Abu Hasan recuerda con todo lujo de detalle lo que sucedió aquel 6 de abril de 2003, cuando fue a ver cómo los camiones blindados estadounidenses desfilaban por la carretera que conduce al aeropuerto internacional de Bagdad.
“Vi un vehículo estadounidense con el número 121 que dirigió la boca de su cañón contra mi y, de repente, me encontré bajo una pared con el brazo roto”, asegura el hombre, que afirma que sus huesos se rompieron en pedazos tras caerle encima el muro de cemento.
Aun así, Abu Hasan asegura que la herida más profunda que tiene es invisible, y que todavía sangra.
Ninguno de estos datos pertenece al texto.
pub mod local;
pub mod r2;
pub mod r#trait;

pub use local::LocalStorage;
pub use r2::R2Storage;
pub use r#trait::{content_type_for, file_extension, StorageBackend, StorageError};
use axum::extract::Multipart;
use serde::de::DeserializeOwned;
use std::collections::HashMap;
use std::str::FromStr;

use crate::error::{AppError, AppResult};
use crate::routes::AppState;

pub struct UploadedFile {
    pub field: String,
    pub filename: String,
    pub data: Vec<u8>,
}

/// A parsed multipart form: text fields by name plus any attached files.
#[derive(Default)]
pub struct FormData {
    fields: HashMap<String, Vec<String>>,
    files: Vec<UploadedFile>,
}

impl FormData {
    pub async fn from_multipart(mut multipart: Multipart) -> AppResult<Self> {
        let mut form = Self::default();

        while let Some(field) = multipart
            .next_field()
            .await
            .map_err(|e| AppError::BadRequest(format!("Failed to process upload: {}", e)))?
        {
            let name = field.name().unwrap_or_default().to_string();

            match field.file_name().map(|f| f.to_string()) {
                Some(filename) => {
                    let data = field
                        .bytes()
                        .await
                        .map_err(|e| AppError::BadRequest(format!("Failed to read file: {}", e)))?;
                    if !data.is_empty() {
                        form.files.push(UploadedFile {
                            field: name,
                            filename,
                            data: data.to_vec(),
                        });
                    }
                }
                None => {
                    let value = field
                        .text()
                        .await
                        .map_err(|e| AppError::BadRequest(format!("Failed to read field: {}", e)))?;
                    form.fields.entry(name).or_default().push(value);
                }
            }
        }

        Ok(form)
    }

    /// First non-blank value of `name`, trimmed.
    pub fn text(&self, name: &str) -> Option<String> {
        self.fields
            .get(name)?
            .iter()
            .map(|v| v.trim())
            .find(|v| !v.is_empty())
            .map(|v| v.to_string())
    }

    pub fn require(&self, name: &str) -> AppResult<String> {
        self.text(name)
            .ok_or_else(|| AppError::BadRequest(format!("{} is required", name)))
    }

    pub fn number<T: FromStr>(&self, name: &str) -> AppResult<Option<T>> {
        match self.text(name) {
            Some(raw) => raw
                .parse()
                .map(Some)
                .map_err(|_| AppError::BadRequest(format!("{} must be a number", name))),
            None => Ok(None),
        }
    }

    /// Decimal amount such as `12.50` converted to cents.
    pub fn cents(&self, name: &str) -> AppResult<Option<i64>> {
        match self.number::<f64>(name)? {
            Some(amount) if amount.is_finite() && amount >= 0.0 => Ok(Some((amount * 100.0).round() as i64)),
            Some(_) => Err(AppError::BadRequest(format!("{} must not be negative", name))),
            None => Ok(None),
        }
    }

    pub fn boolean(&self, name: &str) -> AppResult<Option<bool>> {
        match self.text(name).as_deref() {
            Some("true") | Some("1") => Ok(Some(true)),
            Some("false") | Some("0") => Ok(Some(false)),
            Some(_) => Err(AppError::BadRequest(format!("{} must be true or false", name))),
            None => Ok(None),
        }
    }

    /// Structured field sent as JSON text.
    pub fn json<T: DeserializeOwned>(&self, name: &str) -> AppResult<Option<T>> {
        match self.text(name) {
            Some(raw) => serde_json::from_str(&raw)
                .map(Some)
                .map_err(|e| AppError::BadRequest(format!("Invalid {}: {}", name, e))),
            None => Ok(None),
        }
    }

    /// A repeated field, or a single JSON array of strings.
    pub fn list(&self, name: &str) -> AppResult<Option<Vec<String>>> {
        let Some(values) = self.fields.get(name) else {
            return Ok(None);
        };

        if let [single] = values.as_slice() {
            if single.trim_start().starts_with('[') {
                return self.json(name);
            }
        }

        Ok(Some(
            values
                .iter()
                .map(|v| v.trim().to_string())
                .filter(|v| !v.is_empty())
                .collect(),
        ))
    }

    /// The file sent under `field`, or the only file when the form has one.
    pub fn file(&self, field: &str) -> Option<&UploadedFile> {
        self.files
            .iter()
            .find(|f| f.field == field)
            .or_else(|| match self.files.as_slice() {
                [only] => Some(only),
                _ => None,
            })
    }
}

/// Uploads `file` under `folder` and returns the URL clients should use.
pub async fn store_file(state: &AppState, folder: &str, file: &UploadedFile) -> AppResult<String> {
    let path = state.storage.upload(folder, &file.filename, &file.data).await?;
    tracing::debug!("Stored {} as {}", file.filename, path);
    Ok(state.storage.public_url(&path))
}

/// Best-effort removal of a stored file. Failures are logged, not returned.
pub async fn discard_file(state: &AppState, url: &str) {
    if let Err(e) = state.storage.delete(url).await {
        tracing::warn!("Failed to delete stored file {}: {}", url, e);
    }
}

#[cfg(test)]
mod tests {
    use super::*;
    use crate::models::ProductSize;

    fn form(fields: &[(&str, &str)]) -> FormData {
        let mut form = FormData::default();
        for (name, value) in fields {
            form.fields.entry(name.to_string()).or_default().push(value.to_string());
        }
        form
    }

    #[test]
    fn text_skips_blank_values() {
        let f = form(&[("name", "  "), ("name", " Pasta ")]);
        assert_eq!(f.text("name").as_deref(), Some("Pasta"));
        assert_eq!(f.text("missing"), None);
        assert!(matches!(f.require("missing"), Err(AppError::BadRequest(_))));
    }

    #[test]
    fn cents_parses_decimal_prices() {
        let f = form(&[("base_price", "12.5"), ("discount_price", "abc"), ("neg", "-1")]);
        assert_eq!(f.cents("base_price").unwrap(), Some(1250));
        assert!(f.cents("discount_price").is_err());
        assert!(f.cents("neg").is_err());
        assert_eq!(f.cents("missing").unwrap(), None);
    }

    #[test]
    fn list_accepts_repeated_fields_or_json() {
        let repeated = form(&[("ingredients", "basil"), ("ingredients", "tomato")]);
        assert_eq!(repeated.list("ingredients").unwrap(), Some(vec!["basil".to_string(), "tomato".to_string()]));

        let json = form(&[("ingredients", r#"["basil","garlic"]"#)]);
        assert_eq!(json.list("ingredients").unwrap(), Some(vec!["basil".to_string(), "garlic".to_string()]));
    }

    #[test]
    fn json_fields_decode_structured_values() {
        let f = form(&[("sizes", r#"[{"size":"large","price_cents":1500}]"#), ("extras", "{oops")]);
        let sizes: Vec<ProductSize> = f.json("sizes").unwrap().unwrap();
        assert_eq!(sizes[0].price_cents, 1500);
        assert!(f.json::<Vec<ProductSize>>("extras").is_err());
    }

    #[test]
    fn boolean_accepts_common_spellings() {
        let f = form(&[("a", "true"), ("b", "0"), ("c", "maybe")]);
        assert_eq!(f.boolean("a").unwrap(), Some(true));
        assert_eq!(f.boolean("b").unwrap(), Some(false));
        assert!(f.boolean("c").is_err());
    }

    #[test]
    fn single_file_is_found_under_any_name() {
        let mut f = FormData::default();
        f.files.push(UploadedFile {
            field: "upload".to_string(),
            filename: "a.png".to_string(),
            data: vec![1, 2, 3],
        });
        assert!(f.file("image").is_some());

        f.files.push(UploadedFile {
            field: "image".to_string(),
            filename: "b.png".to_string(),
            data: vec![4],
        });
        assert_eq!(f.file("image").map(|file| file.filename.as_str()), Some("b.png"));
        assert!(f.file("legal_copy").is_none());
    }
}
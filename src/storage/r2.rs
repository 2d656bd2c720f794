use async_trait::async_trait;
use s3::creds::Credentials;
use s3::{Bucket, Region};
use uuid::Uuid;

use super::{content_type_for, file_extension, StorageBackend, StorageError};
use crate::config::R2Config;

pub struct R2Storage {
    bucket: Box<Bucket>,
    public_url: String,
}

impl R2Storage {
    pub fn new(config: &R2Config) -> Result<Self, StorageError> {
        let region = Region::Custom {
            region: "auto".to_string(),
            endpoint: format!("https://{}.r2.cloudflarestorage.com", config.account_id),
        };

        let credentials = Credentials::new(
            Some(&config.access_key),
            Some(&config.secret_key),
            None,
            None,
            None,
        )
        .map_err(|e| StorageError::NotConfigured(e.to_string()))?;

        let bucket = Bucket::new(&config.bucket, region, credentials)
            .map_err(|e| StorageError::NotConfigured(e.to_string()))?
            .with_path_style();

        Ok(Self {
            bucket,
            public_url: config.public_url.trim_end_matches('/').to_string(),
        })
    }
}

#[async_trait]
impl StorageBackend for R2Storage {
    async fn upload(&self, folder: &str, filename: &str, data: &[u8]) -> Result<String, StorageError> {
        let extension = file_extension(filename);
        let path = format!("uploads/{}/{}.{}", folder.trim_matches('/'), Uuid::new_v4(), extension);

        self.bucket
            .put_object_with_content_type(&path, data, content_type_for(&extension))
            .await
            .map_err(|e| StorageError::UploadFailed(e.to_string()))?;

        Ok(format!("/{}", path))
    }

    async fn delete(&self, path: &str) -> Result<(), StorageError> {
        let path = path.strip_prefix(self.public_url.as_str()).unwrap_or(path);
        self.bucket
            .delete_object(path.trim_start_matches('/'))
            .await
            .map_err(|e| StorageError::DeleteFailed(e.to_string()))?;

        Ok(())
    }

    fn public_url(&self, path: &str) -> String {
        if path.starts_with("http") {
            path.to_string()
        } else {
            format!("{}{}", self.public_url, path)
        }
    }
}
“Después de 20 años, siento mucha vergüenza por creerme que las fuerzas estadounidenses vinieron a liberarnos. Los norteamericanos nos dijeron una gran mentira, ocuparon, destruyeron Irak y dejaron a miles de víctimas iraquíes”, exclama.
Un disparo a sangre fría
Una madrugada de octubre de 2004, Husein Ali, seudónimo de un iraquí de 66 años que no quiere revelar su verdadera identidad, se subió a su furgoneta y emprendió un peligroso camino en busca de comida para su familia. Pero no regresó a casa.
Tras la toma de Bagdad, las tropas norteamericanas cerraron las principales carreteras de la capital iraquí e instalaron puntos de control en los accesos. En uno de ellos, le dispararon con una bala expansiva en el muslo que también le perforó el estómago y le dejó al borde de la muerte.
“Creo que me dispararon porque no sabían lo que hacían. Pensaban que era un terrorista suicida porque era de noche y estaba solo en mi coche”, asegura este hombre desde su residencia en Al Mahmudiya, una pequeña localidad al sur de Bagdad.
Husein no perdió el conocimiento de inmediato y recuerda ver cómo los soldados norteamericanos se acercaron a su vehículo tras dispararle, buscaron cualquier indicio de que llevaba explosivos encima y, al no encontrar nada, le llevaron a un hospital cercano.
“Los médicos decían que tenía solo un 1 % de posibilidades de sobrevivir”, asegura el hombre, que permaneció 45 días en el hospital y cuyo cuerpo está lleno de cicatrices.
En su mano, la metralla se ha fusionado con su piel y, al tacto, recuerda a un escrito en Braille: “¿A esto le llaman libertad y respeto por los derechos humanos?”, se sigue preguntando 20 años después.
Un año encerrado por EE. UU.
Los estadounidenses también dejaron heridas psicológicas difíciles de borrar en aquellos iraquíes que fueron arrestados bajo la ocupación.
Yasser, de 42 años, vivió los primeros días de la invasión con optimismo. Incluso gracias a sus conocimientos de inglés trabajó durante unos meses como traductor para las tropas norteamericanas para formar a las nuevas fuerzas armadas iraquíes después de que la administración de EE. UU. desmantelara el Ejército de Sadam.
La violenta situación le obligó a viajar a Dubái, pero en 2007 regresó a Irak para estar con su familia y encontró que su pueblo natal, Dhuluyia (al norte de Bagdad), fue designado como Zona Roja por los estadounidenses, un término utilizado para las áreas inseguras en Irak durante la invasión.
El 26 de abril de ese año, los soldados de la coalición internacional peinaron y “saquearon” todas las casas de la localidad y, según su relato, se lo llevaron.
“Cuando vieron que hablaba inglés me dijeron: ‘de acuerdo, te vendrás con nosotros durante unos días y después te soltaremos, tan solo tenemos unas preguntas, nada más’”, recuerda. En total, estuvo un año confinado en diversas prisiones de Irak.
Según Yasser, todo prisionero tenía que desnudarse ante los soldados, debía ducharse frente a ellos y, en las celdas, ponían “altavoces enormes” con la música a todo volumen para desestabilizar a los reclusos psicológicamente.
Tras un año siendo constantemente interrogado en centros de detención de Bagdad y Basora, en el sur de Irak, fue liberado. A día de hoy no sabe por qué motivo estuvo preso.
“Escuchamos sobre la libertad de la que hablaban los estadounidenses, pero honestamente, nosotros ni la llegamos a tocar”, sentencia.